08.02.2024 – Stimmen hören – Ö1 – Chris Tina Tengel — – Details
Sigiswald Kuijken
Vor allem Wiener Klassik, «durchlüftet» von Sigiswald Kuijken. — Der im Rückblick so rasante Aufschwung der damals sogenannt «historischen Aufführungspraxis» ab den 1970er Jahren, der ein Nischenphänomen zu einer Epochenströmung werden ließ, nahm viel Schwung aus den Niederlanden mit. Dort machten die drei Brüder Kuijken von sich reden: Wieland (Gambist), Barthold (Travers-Flötist) und Sigiswald (Pionier der Barockgeige). Als 1972 Gustav Leonhardt für Plattenaufnahmen französischer Barockmusik ein größeres Instrumentalensemble benötigte, schlug die Geburtsstunde von «La Petite Bande». Deren Primus Sigiswald Kuijken wiederum rutschte mit der Zeit, neben dem Solospiel, kammermusikallscher Tätigkeit und intensivem Unterrichten, ebenfalls ins Dirigieren, ohne dies jedoch speziell zu forcieren.
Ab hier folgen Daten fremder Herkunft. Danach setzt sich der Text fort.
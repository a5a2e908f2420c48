use serde::{Deserialize, Serialize};

use crate::config::{INITIAL_SNAKE_LEN, MIN_GRID_HEIGHT, MIN_GRID_WIDTH};
use crate::error::ConfigError;
use crate::input::Direction;

/// Grid position in logical cell coordinates (column, row).
///
/// Rows grow upwards: `Up` increments `row`, `Down` decrements it. Cells
/// outside the board are representable so that a prospective head position
/// can be tested before the snake moves.
#[derive(Debug, Clone, Copy, Eq, PartialEq, Hash, Serialize, Deserialize)]
pub struct Cell {
    pub col: i32,
    pub row: i32,
}

impl Cell {
    #[must_use]
    pub const fn new(col: i32, row: i32) -> Self {
        Self { col, row }
    }

    /// Returns the neighbouring cell one step towards `direction`.
    #[must_use]
    pub fn advance(self, direction: Direction) -> Self {
        self.offset(direction, 1)
    }

    /// Translates this cell `step` cells towards `direction`.
    #[must_use]
    pub fn offset(self, direction: Direction, step: i32) -> Self {
        match direction {
            Direction::Up => Self::new(self.col, self.row + step),
            Direction::Down => Self::new(self.col, self.row - step),
            Direction::Left => Self::new(self.col - step, self.row),
            Direction::Right => Self::new(self.col + step, self.row),
        }
    }
}

/// Bounding rectangle of the play field, in cells.
#[derive(Debug, Clone, Copy, Eq, PartialEq)]
pub struct Board {
    width: u16,
    height: u16,
}

impl Board {
    /// Creates a board that fits the three-cell starting snake and an apple.
    pub fn new(width: u16, height: u16) -> Result<Self, ConfigError> {
        let board = Self { width, height };
        if width < MIN_GRID_WIDTH
            || height < MIN_GRID_HEIGHT
            || board.total_cells() <= INITIAL_SNAKE_LEN
        {
            return Err(ConfigError::InvalidBoard { width, height });
        }
        Ok(board)
    }

    #[must_use]
    pub fn width(self) -> u16 {
        self.width
    }

    #[must_use]
    pub fn height(self) -> u16 {
        self.height
    }

    /// Returns the total number of cells in the grid.
    #[must_use]
    pub fn total_cells(self) -> usize {
        usize::from(self.width) * usize::from(self.height)
    }

    /// Returns true when `cell` lies inside the board.
    #[must_use]
    pub fn contains(self, cell: Cell) -> bool {
        cell.col >= 0
            && cell.row >= 0
            && cell.col < i32::from(self.width)
            && cell.row < i32::from(self.height)
    }

    /// Maps a row-major index in `0..total_cells()` to its cell.
    #[must_use]
    pub fn cell_at(self, index: usize) -> Cell {
        let width = usize::from(self.width);
        Cell::new((index % width) as i32, (index / width) as i32)
    }

    /// Iterates over every cell in row-major order.
    pub fn cells(self) -> impl Iterator<Item = Cell> {
        (0..self.total_cells()).map(move |index| self.cell_at(index))
    }

    /// Starting body: three contiguous cells left of centre, tail first,
    /// laid out towards `Right`.
    #[must_use]
    pub fn initial_snake(self) -> [Cell; 3] {
        let row = i32::from((self.height / 2).saturating_sub(1));
        let tail_col = i32::from((self.width / 2).saturating_sub(1));
        let tail = Cell::new(tail_col, row);

        [tail, tail.offset(Direction::Right, 1), tail.offset(Direction::Right, 2)]
    }
}

#[cfg(test)]
mod tests {
    use crate::error::ConfigError;
    use crate::input::Direction;

    use super::{Board, Cell};

    #[test]
    fn advance_follows_row_up_convention() {
        let origin = Cell::new(2, 2);

        assert_eq!(origin.advance(Direction::Up), Cell::new(2, 3));
        assert_eq!(origin.advance(Direction::Down), Cell::new(2, 1));
        assert_eq!(origin.advance(Direction::Left), Cell::new(1, 2));
        assert_eq!(origin.advance(Direction::Right), Cell::new(3, 2));
        assert_eq!(origin.offset(Direction::Left, 3), Cell::new(-1, 2));
    }

    #[test]
    fn board_contains_only_cells_inside_bounds() {
        let board = Board::new(5, 4).expect("valid board");

        assert!(board.contains(Cell::new(0, 0)));
        assert!(board.contains(Cell::new(4, 3)));
        assert!(!board.contains(Cell::new(5, 0)));
        assert!(!board.contains(Cell::new(0, 4)));
        assert!(!board.contains(Cell::new(-1, 2)));
        assert!(!board.contains(Cell::new(2, -1)));
    }

    #[test]
    fn board_rejects_too_small_dimensions() {
        assert!(matches!(
            Board::new(2, 5),
            Err(ConfigError::InvalidBoard {
                width: 2,
                height: 5
            })
        ));
        assert!(Board::new(3, 0).is_err());
        assert!(matches!(
            Board::new(3, 1),
            Err(ConfigError::InvalidBoard {
                width: 3,
                height: 1
            })
        ));
        assert!(Board::new(4, 1).is_ok());
        assert!(Board::new(3, 2).is_ok());
    }

    #[test]
    fn cells_enumerates_row_major() {
        let board = Board::new(3, 2).expect("valid board");
        let cells: Vec<Cell> = board.cells().collect();

        assert_eq!(cells.len(), 6);
        assert_eq!(cells[0], Cell::new(0, 0));
        assert_eq!(cells[2], Cell::new(2, 0));
        assert_eq!(cells[3], Cell::new(0, 1));
    }

    #[test]
    fn initial_snake_is_centered_and_in_bounds() {
        let board = Board::new(16, 12).expect("valid board");
        assert_eq!(
            board.initial_snake(),
            [Cell::new(7, 5), Cell::new(8, 5), Cell::new(9, 5)]
        );

        for (width, height) in [(4, 1), (3, 2)] {
            let narrow = Board::new(width, height).expect("valid board");
            for cell in narrow.initial_snake() {
                assert!(narrow.contains(cell));
            }
        }
    }
}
So blieb Kuijken neben Kollegen mit ähnlichem Werdegang, die irgendwann nur mehr am Dirigentenpodium agierten, ein Außenseiter, dafür aber mit speziellem, immer dem kammermusikalischen Denken verpflichteten Ansatz. (Stimmig, dass Sigiswald Kuijken in seiner Beschäftigung mit den Kantaten Johann Sebastian Bachs auch Chorisches solistisch besetzt.) — — Wenn «La Petite Bande» und Sigiswald Kuijken, bevorzugt mit Niederlande-lastiger Gesangs-Equipe, die Haydn-Oratorien oder Mozarts drei da-Ponte-Opern musiziert, fehlt der Tempodruck, den sich viele andere «Originalklang»-Formationen auferlegen. «Traditionell» gepolte Ohren werden somit nicht verstört, doch umso bestrickender, «duftiger», kommt der instrumentale Farbenreichtum zur Geltung. (Übrigens hat Sigiswald Kuijken in seiner dirigentischen Frühzeit auch noch mit René Jacobs in dessen Ur-Profession als Countertenor musiziert, was wiederum als ein «apropos» Erinnerungen an den 2023 verstorbenen Herbert Handt ins Spiel bringt, den Tenor für Mozart und Alte Musik, der später als Dirigent zum Belcanto-Freak wurde.)